Our data journalists analyzed the movements of hundreds of millions of people to show why the most extensive travel restrictions in human history haven’t been enough to stop the outbreak.
Background: We also looked back at a century of epidemics, including the 1918 Spanish Flu and Ebola, to give context to the current one.
Scott Kelly undergoing astronaut training inside a simulator in Russia in 2015. Bill Ingalls/NASA, via Associated Press
What to do when you’re isolated
Being healthy and stuck at home is a best-case scenario right now — but that doesn’t mean cabin fever isn’t real.
Scott Kelly, a retired NASA astronaut, offered advice on isolation from his year on the International Space Station: Follow a schedule, pace yourself with work, make sure to leave time for fun activities — he watched “Game of Thrones” twice — and go outside if you can (but leave at least six feet between you and others).
Here are other tips:
■ Make little occasions special. A Seattle psychologist dresses up with her husband and children for a “family date night,” and plants a garden with her daughters.
■ Follow your favorite writers. Many authors are using social media to engage with their fans, offering readings, art classes, and other activities.
■ Start bringing movement into tiny moments. It doesn’t take fancy equipment — or any equipment — to exercise at home.
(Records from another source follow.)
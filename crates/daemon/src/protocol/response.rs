// SPDX-License-Identifier: BUSL-1.1
// Copyright (c) 2026 Alfred Jean LLC

use fleet_core::{AgentId, AgentRecord, AgentStatus, Backend, OrchestratorError, TaskSpec};
use fleet_registry::InstructionView;
use serde::{Deserialize, Serialize};

/// Client-facing view of one agent record.
#[derive(Debug, Clone, Serialize, Deserialize, PartialEq)]
pub struct AgentView {
    pub id: AgentId,
    pub status: AgentStatus,
    pub backend: Backend,
    #[serde(default, skip_serializing_if = "Option::is_none")]
    pub resource_id: Option<String>,
    #[serde(default, skip_serializing_if = "Option::is_none")]
    pub address: Option<String>,
    pub created_at_ms: u64,
    #[serde(default, skip_serializing_if = "Option::is_none")]
    pub started_at_ms: Option<u64>,
    #[serde(default, skip_serializing_if = "Option::is_none")]
    pub stopped_at_ms: Option<u64>,
    #[serde(default, skip_serializing_if = "Option::is_none")]
    pub last_heartbeat_ms: Option<u64>,
    /// Derived label: live but silent past the heartbeat grace window.
    /// Never a status — the record itself is untouched.
    #[serde(default)]
    pub unresponsive: bool,
    /// Instructions queued but not yet fetched by the workload.
    #[serde(default)]
    pub pending_instructions: usize,
    pub task: TaskSpec,
    #[serde(default, skip_serializing_if = "Option::is_none")]
    pub error: Option<String>,
}

impl AgentView {
    pub fn from_record(record: &AgentRecord, unresponsive: bool, pending_instructions: usize) -> Self {
        Self {
            id: record.id.clone(),
            status: record.status,
            backend: record.backend,
            resource_id: record.resource_id.clone(),
            address: record.address.clone(),
            created_at_ms: record.created_at_ms,
            started_at_ms: record.started_at_ms,
            stopped_at_ms: record.stopped_at_ms,
            last_heartbeat_ms: record.last_heartbeat_ms,
            unresponsive,
            pending_instructions,
            task: record.task.clone(),
            error: record.error.clone(),
        }
    }
}

/// Response from daemon to client
#[derive(Debug, Clone, Serialize, Deserialize, PartialEq)]
#[serde(tag = "type")]
pub enum Response {
    Ok,
    Pong,
    Hello { version: String },
    Agent { agent: AgentView },
    Agents { agents: Vec<AgentView> },
    Instructions { instructions: Vec<InstructionView> },
    ShuttingDown,
    Error { kind: String, message: String },
}

impl Response {
    /// Map an orchestration error onto the wire.
    pub fn from_error(err: &OrchestratorError) -> Self {
        Self::Error { kind: err.kind().to_string(), message: err.to_string() }
    }
}
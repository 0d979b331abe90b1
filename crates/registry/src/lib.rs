// SPDX-License-Identifier: BUSL-1.1
// Copyright (c) 2026 Alfred Jean LLC

// Allow panic!/unwrap/expect in test code
#![cfg_attr(test, allow(clippy::panic))]
#![cfg_attr(test, allow(clippy::unwrap_used))]
#![cfg_attr(test, allow(clippy::expect_used))]

//! fleet-registry: durable store for agent records.
//!
//! The registry is the single source of truth for orchestration state. It
//! holds one table of [`fleet_core::AgentRecord`] keyed by id, persisted as
//! an atomically-replaced JSON snapshot, plus an append-only per-agent JSONL
//! log for operator instructions and heartbeat history keyed by
//! `(agent_id, seq)`.
//!
//! Status writes go through [`Registry::transition`], a compare-and-swap
//! that rejects both unexpected current statuses and edges outside the
//! lifecycle graph — per-agent serialization is therefore safe even when
//! callers race (orchestrator vs. reconciler).

mod log;
mod store;

pub use log::{InstructionView, LogEntry};
pub use store::{Registry, RegistryError};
■ Have a virtual happy hour with your friends. Try to ask a question that’s not about the virus, like: What is the most hilarious thing you’ve seen that distracted you from the current situation?
■ Listen to these podcasts, which will make you laugh, calm down or dance.
■ What’s the organizational expert Marie Kondo up to while working from home? Tidying, of course.
■ Our Travel desk is compiling its first reader-generated “36 Hours” column. Submit your ideas for spending a weekend wherever you are.
Religion and the pandemic
Minzayar Oo for The New York Times
Religion is a solace for billions of people grappling with the outbreak. “In times of hardship, fear or panic,” an Egyptian pilgrim said, “either you think, ‘How can God do this to us?’ or you run to Him for protection and for guidance, to make it all make sense.”
But communal gatherings, the keystone of so much religious practice, are now a clear threat to public health. Above, a Buddhist temple in Myanmar.